To: Max Fletcher who wrote (974)1/18/2008 5:38:35 PM
From: Steve Felix  Respond to of 34328
 
This guy does seem like a fool. gg

From the Fool:

Then again, I told you we'd get nasty. These 17 stocks have warts, and we're going to point them out, even if it hurts.

You can vote here. I think I'll just watch.

fool.com

Here is the guys take on Pfe:

____________________________________________________________

Worst Stock for 2008: Pfizer
By Brian Lawler January 14, 2008

I cringe as I anoint Pfizer (NYSE: PFE), which has done such good work for humanity, as a "worst stock," so I'll preface everything I say by noting that a "worst stock" is not anything close to meaning worst company, at least in the pharma and biotech sectors. The worst drugmaker distinction would go to Neurochem (Nasdaq: NRMX) or Telik (Nasdaq: TELK) -- both one-star CAPS stocks, by the way.

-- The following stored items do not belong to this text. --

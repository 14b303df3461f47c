use crate::{Properties, RegistryError};
use async_trait::async_trait;
use serde::{Deserialize, Serialize};
use std::collections::{BTreeMap, HashSet};
use std::path::Path;
use tokio::sync::OnceCell;

/// Category whose steps seed the run order when present in a graph.
pub const START_CATEGORY: &str = "start";

/// Input widget kind for a step property
#[derive(Debug, Clone, Copy, PartialEq, Eq, Serialize, Deserialize)]
#[serde(rename_all = "lowercase")]
pub enum FieldType {
    Text,
    Number,
    Url,
    Select,
    Textarea,
}

/// One configurable property of a step type
#[derive(Debug, Clone, PartialEq, Serialize, Deserialize)]
pub struct FieldSpec {
    pub key: String,
    pub label: String,
    #[serde(rename = "type")]
    pub field_type: FieldType,
    #[serde(default)]
    pub required: bool,
    #[serde(default, skip_serializing_if = "Option::is_none")]
    pub options: Option<Vec<String>>,
    #[serde(default, skip_serializing_if = "Option::is_none")]
    pub placeholder: Option<String>,
}

impl FieldSpec {
    pub fn new(key: impl Into<String>, label: impl Into<String>, field_type: FieldType) -> Self {
        Self {
            key: key.into(),
            label: label.into(),
            field_type,
            required: false,
            options: None,
            placeholder: None,
        }
    }

    pub fn text(key: impl Into<String>, label: impl Into<String>) -> Self {
        Self::new(key, label, FieldType::Text)
    }

    pub fn url(key: impl Into<String>, label: impl Into<String>) -> Self {
        Self::new(key, label, FieldType::Url)
    }

    pub fn number(key: impl Into<String>, label: impl Into<String>) -> Self {
        Self::new(key, label, FieldType::Number)
    }

    pub fn select<I, S>(key: impl Into<String>, label: impl Into<String>, options: I) -> Self
    where
        I: IntoIterator<Item = S>,
        S: Into<String>,
    {
        let mut field = Self::new(key, label, FieldType::Select);
        field.options = Some(options.into_iter().map(Into::into).collect());
        field
    }

    pub fn required(mut self) -> Self {
        self.required = true;
        self
    }

    pub fn with_placeholder(mut self, placeholder: impl Into<String>) -> Self {
        self.placeholder = Some(placeholder.into());
        self
    }

    /// Value a freshly placed step starts with: the first option for
    /// selects, an empty string otherwise.
    pub fn default_value(&self) -> serde_json::Value {
        match (&self.field_type, &self.options) {
            (FieldType::Select, Some(options)) if !options.is_empty() => {
                serde_json::Value::String(options[0].clone())
            }
            _ => serde_json::Value::String(String::new()),
        }
    }
}

/// Static definition of an automation step type
#[derive(Debug, Clone, PartialEq, Serialize, Deserialize)]
#[serde(rename_all = "camelCase")]
pub struct StepTypeDefinition {
    pub id: String,
    pub name: String,
    pub category: String,
    #[serde(default)]
    pub description: String,
    #[serde(default)]
    pub property_schema: Vec<FieldSpec>,
}

impl StepTypeDefinition {
    pub fn new(
        id: impl Into<String>,
        name: impl Into<String>,
        category: impl Into<String>,
    ) -> Self {
        Self {
            id: id.into(),
            name: name.into(),
            category: category.into(),
            description: String::new(),
            property_schema: Vec::new(),
        }
    }

    pub fn with_description(mut self, description: impl Into<String>) -> Self {
        self.description = description.into();
        self
    }

    pub fn with_field(mut self, field: FieldSpec) -> Self {
        self.property_schema.push(field);
        self
    }

    pub fn default_properties(&self) -> Properties {
        self.property_schema
            .iter()
            .map(|field| (field.key.clone(), field.default_value()))
            .collect()
    }
}

/// Host call that reports which step types are currently enabled
#[async_trait]
pub trait EnabledSetProvider: Send + Sync {
    async fn enabled_types(&self) -> Result<Vec<String>, RegistryError>;
}

/// Catalog of step types with an optional host-supplied enabled filter
pub struct TypeRegistry {
    catalog: Vec<StepTypeDefinition>,
    enabled: OnceCell<Option<HashSet<String>>>,
}

impl TypeRegistry {
    /// Build a registry from a catalog. Duplicate ids are rejected.
    pub fn new(catalog: Vec<StepTypeDefinition>) -> Result<Self, RegistryError> {
        let mut seen = HashSet::new();
        for def in &catalog {
            if !seen.insert(def.id.as_str()) {
                return Err(RegistryError::DuplicateType(def.id.clone()));
            }
        }

        Ok(Self {
            catalog,
            enabled: OnceCell::new(),
        })
    }

    /// Registry over the built-in automation catalog
    pub fn builtin() -> Self {
        Self {
            catalog: crate::catalog::builtin_catalog(),
            enabled: OnceCell::new(),
        }
    }

    /// Restrict listing to `ids` without going through a provider
    pub fn with_enabled<I, S>(self, ids: I) -> Self
    where
        I: IntoIterator<Item = S>,
        S: Into<String>,
    {
        let set: HashSet<String> = ids.into_iter().map(Into::into).collect();
        let enabled = OnceCell::new_with(Some(Some(set)));
        Self { enabled, ..self }
    }

    /// Fetch the enabled set once and cache it for the registry's lifetime.
    ///
    /// A provider failure leaves every type enabled.
    pub async fn bootstrap(&self, provider: &dyn EnabledSetProvider) {
        self.enabled
            .get_or_init(|| async {
                match provider.enabled_types().await {
                    Ok(ids) => {
                        tracing::info!("Enabled step types: {}", ids.len());
                        Some(ids.into_iter().collect())
                    }
                    Err(e) => {
                        tracing::warn!("Could not fetch enabled step types, enabling all: {}", e);
                        None
                    }
                }
            })
            .await;
    }

    pub fn get_def_by_id(&self, id: &str) -> Option<&StepTypeDefinition> {
        self.catalog.iter().find(|def| def.id == id)
    }

    /// Definitions the host allows; the full catalog when no filter is set
    pub fn list_enabled(&self) -> Vec<&StepTypeDefinition> {
        match self.enabled.get() {
            Some(Some(set)) if !set.is_empty() => self
                .catalog
                .iter()
                .filter(|def| set.contains(&def.id))
                .collect(),
            _ => self.catalog.iter().collect(),
        }
    }

    pub fn list_by_category(&self) -> BTreeMap<String, Vec<&StepTypeDefinition>> {
        let mut groups: BTreeMap<String, Vec<&StepTypeDefinition>> = BTreeMap::new();
        for def in self.list_enabled() {
            groups.entry(def.category.clone()).or_default().push(def);
        }
        groups
    }

    pub fn len(&self) -> usize {
        self.catalog.len()
    }

    pub fn is_empty(&self) -> bool {
        self.catalog.is_empty()
    }
}

impl Default for TypeRegistry {
    fn default() -> Self {
        Self::builtin()
    }
}

/// Read a JSON array of step type definitions
pub fn load_catalog_file(path: &Path) -> Result<Vec<StepTypeDefinition>, RegistryError> {
    let file = std::fs::File::open(path)?;
    let defs: Vec<StepTypeDefinition> = serde_json::from_reader(std::io::BufReader::new(file))?;
    tracing::debug!("Loaded {} step types from {}", defs.len(), path.display());
    Ok(defs)
}

/// Read every `*.json` catalog file in `dir`, in file name order
pub fn load_catalog_dir(dir: &Path) -> Result<Vec<StepTypeDefinition>, RegistryError> {
    let mut paths = Vec::new();
    for entry in std::fs::read_dir(dir)? {
        let path = entry?.path();
        if path.extension() == Some("json".as_ref()) {
            paths.push(path);
        }
    }
    paths.sort();

    let mut defs = Vec::new();
    for path in paths {
        defs.extend(load_catalog_file(&path)?);
    }
    Ok(defs)
}

#[cfg(test)]
mod tests {
    use super::*;

    struct FixedProvider(Result<Vec<String>, String>);

    #[async_trait]
    impl EnabledSetProvider for FixedProvider {
        async fn enabled_types(&self) -> Result<Vec<String>, RegistryError> {
            self.0.clone().map_err(RegistryError::Provider)
        }
    }

    #[test]
    fn unknown_id_is_none() {
        let registry = TypeRegistry::builtin();
        assert!(registry.get_def_by_id("open_page").is_some());
        assert!(registry.get_def_by_id("does_not_exist").is_none());
    }

    #[test]
    fn no_filter_lists_whole_catalog() {
        let registry = TypeRegistry::builtin();
        assert_eq!(registry.list_enabled().len(), registry.len());
    }

    #[test]
    fn enabled_filter_restricts_listing_but_not_lookup() {
        let registry = TypeRegistry::builtin().with_enabled(["open_page", "read_csv"]);
        let ids: Vec<_> = registry.list_enabled().iter().map(|d| d.id.as_str()).collect();
        assert_eq!(ids, vec!["open_page", "read_csv"]);
        assert!(registry.get_def_by_id("click").is_some());

        let groups = registry.list_by_category();
        assert_eq!(groups.len(), 2);
        assert_eq!(groups["start"][0].id, "open_page");
        assert_eq!(groups["read"][0].id, "read_csv");
    }

    #[test]
    fn empty_enabled_set_lists_whole_catalog() {
        let registry = TypeRegistry::builtin().with_enabled(Vec::<String>::new());
        assert_eq!(registry.list_enabled().len(), registry.len());
        assert_eq!(registry.list_by_category().len(), 6);
    }

    #[test]
    fn duplicate_ids_are_rejected() {
        let defs = vec![
            StepTypeDefinition::new("a", "A", "process"),
            StepTypeDefinition::new("a", "A again", "process"),
        ];
        assert!(matches!(
            TypeRegistry::new(defs),
            Err(RegistryError::DuplicateType(id)) if id == "a"
        ));
    }

    #[test]
    fn default_properties_follow_schema() {
        let def = StepTypeDefinition::new("click", "Click", "process")
            .with_field(FieldSpec::text("selector", "Selector"))
            .with_field(FieldSpec::select("button", "Button", ["left", "right"]).required());

        let props = def.default_properties();
        assert_eq!(props["selector"], serde_json::json!(""));
        assert_eq!(props["button"], serde_json::json!("left"));
    }

    #[tokio::test]
    async fn bootstrap_is_cached() {
        let registry = TypeRegistry::builtin();
        registry
            .bootstrap(&FixedProvider(Ok(vec!["click".to_string()])))
            .await;
        registry
            .bootstrap(&FixedProvider(Ok(vec!["open_page".to_string()])))
            .await;

        let ids: Vec<_> = registry.list_enabled().iter().map(|d| d.id.clone()).collect();
        assert_eq!(ids, vec!["click".to_string()]);
    }

    #[tokio::test]
    async fn provider_failure_enables_everything() {
        let registry = TypeRegistry::builtin();
        registry
            .bootstrap(&FixedProvider(Err("offline".to_string())))
            .await;
        assert_eq!(registry.list_enabled().len(), registry.len());
    }

    #[test]
    fn catalog_file_round_trips_through_loader() {
        let dir = std::env::temp_dir().join(format!("stepcore-catalog-{}", uuid::Uuid::new_v4()));
        std::fs::create_dir_all(&dir).unwrap();
        let defs = vec![StepTypeDefinition::new("ping", "Ping", "process")
            .with_field(FieldSpec::url("url", "URL").required())];
        std::fs::write(dir.join("extra.json"), serde_json::to_string(&defs).unwrap()).unwrap();
        std::fs::write(dir.join("notes.txt"), "ignored").unwrap();

        let loaded = load_catalog_dir(&dir).unwrap();
        assert_eq!(loaded, defs);

        std::fs::remove_dir_all(&dir).unwrap();
    }
}
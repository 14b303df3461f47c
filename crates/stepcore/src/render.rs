/// Capability the graph uses to request visual recomputation.
///
/// The graph never knows about pixels; it only reports that edge geometry or
/// the canvas bounds are stale. Implementations are expected to coalesce
/// bursts of calls (see `stepruntime::CoalescedRenderer`).
pub trait Renderer: Send + Sync {
    /// Edge paths need to be recomputed (a step moved, an edge changed).
    fn invalidate_geometry(&self);

    /// The extent of the canvas may have changed (a step moved, was added or removed).
    fn invalidate_bounds(&self);
}
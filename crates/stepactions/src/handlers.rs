use async_trait::async_trait;
use std::collections::HashMap;
use std::sync::Arc;
use std::time::Duration;
use stepcore::{HandlerError, Properties};
use stepruntime::{StepHandler, StepOutcome};

use crate::stub::StubAction;

/// Simulated latency of actions that stand in for real automation
pub const DEFAULT_LATENCY: Duration = Duration::from_millis(200);

/// One step type's behaviour
#[async_trait]
pub trait Action: Send + Sync {
    fn type_id(&self) -> &str;

    async fn execute(&self, props: &Properties) -> Result<StepOutcome, HandlerError>;
}

/// [`StepHandler`] that dispatches to registered actions by type id
pub struct ActionHandlers {
    actions: HashMap<String, Arc<dyn Action>>,
    fallback: Option<StubAction>,
    latency: Duration,
}

impl ActionHandlers {
    pub fn new(latency: Duration) -> Self {
        Self {
            actions: HashMap::new(),
            fallback: Some(StubAction::new(latency)),
            latency,
        }
    }

    /// Handlers with every standard action registered
    pub fn standard(latency: Duration) -> Self {
        let mut handlers = Self::new(latency);
        crate::register_all(&mut handlers);
        handlers
    }

    /// Fail unknown types with `UnknownType` instead of stubbing them
    pub fn without_fallback(mut self) -> Self {
        self.fallback = None;
        self
    }

    pub fn latency(&self) -> Duration {
        self.latency
    }

    pub fn register(&mut self, action: Arc<dyn Action>) {
        let type_id = action.type_id().to_string();
        if self.actions.insert(type_id.clone(), action).is_some() {
            tracing::warn!("Replacing action for step type {}", type_id);
        }
    }

    pub fn has_action(&self, type_id: &str) -> bool {
        self.actions.contains_key(type_id)
    }

    pub fn type_ids(&self) -> Vec<&str> {
        let mut ids: Vec<&str> = self.actions.keys().map(String::as_str).collect();
        ids.sort_unstable();
        ids
    }
}

impl Default for ActionHandlers {
    fn default() -> Self {
        Self::standard(DEFAULT_LATENCY)
    }
}

#[async_trait]
impl StepHandler for ActionHandlers {
    async fn handle(
        &self,
        type_id: &str,
        properties: &Properties,
    ) -> Result<StepOutcome, HandlerError> {
        if let Some(action) = self.actions.get(type_id) {
            return action.execute(properties).await;
        }

        match &self.fallback {
            Some(stub) => stub.run(type_id).await,
            None => Err(HandlerError::UnknownType(type_id.to_string())),
        }
    }
}
use crate::scheduler::UpdateScheduler;
use std::sync::Arc;
use stepcore::Renderer;

/// Update class for redrawing every edge path
pub const EDGE_GEOMETRY: &str = "edge-geometry";
/// Update class for growing the canvas to fit its steps
pub const CANVAS_BOUNDS: &str = "canvas-bounds";

/// Drawing surface that performs the expensive recomputations
pub trait Canvas: Send + Sync + 'static {
    fn redraw_edges(&self) -> anyhow::Result<()>;
    fn resize_bounds(&self) -> anyhow::Result<()>;
}

/// [`Renderer`] that batches graph invalidations through an [`UpdateScheduler`]
pub struct CoalescedRenderer {
    scheduler: UpdateScheduler,
    canvas: Arc<dyn Canvas>,
}

impl CoalescedRenderer {
    pub fn new(scheduler: UpdateScheduler, canvas: Arc<dyn Canvas>) -> Self {
        Self { scheduler, canvas }
    }

    pub fn scheduler(&self) -> &UpdateScheduler {
        &self.scheduler
    }

    /// Apply pending redraws now, e.g. before exporting a screenshot
    pub fn flush(&self) {
        self.scheduler.flush(EDGE_GEOMETRY);
        self.scheduler.flush(CANVAS_BOUNDS);
    }
}

impl Renderer for CoalescedRenderer {
    fn invalidate_geometry(&self) {
        let canvas = self.canvas.clone();
        self.scheduler
            .schedule(EDGE_GEOMETRY, move || canvas.redraw_edges());
    }

    fn invalidate_bounds(&self) {
        let canvas = self.canvas.clone();
        self.scheduler
            .schedule(CANVAS_BOUNDS, move || canvas.resize_bounds());
    }
}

Even though the pharmaceutical and biotech sectors are some of the best sectors for investors to be in during a recession (and we are in one, even if the economic data hasn't caught up yet), Pfizer has to be tagged with the "worst stock" label because it's the least appetizing of the big pharmas for several reasons.

I'm not going to spend much time discussing the upcoming turn-of-the-decade event for Pfizer's lead drug, Lipitor. That's been done ad nauseam. It's worth pointing out, though, for those expecting a few more strong years for Lipitor, that the drug's sales erosion is already under way because of increasing competition from other generic and branded statins. Sales of the cholesterol-lowering drug fell 5% year over year in the third quarter last year. Five percent may not sound like much, but that translates into hundreds of millions of dollars in reduced sales annually.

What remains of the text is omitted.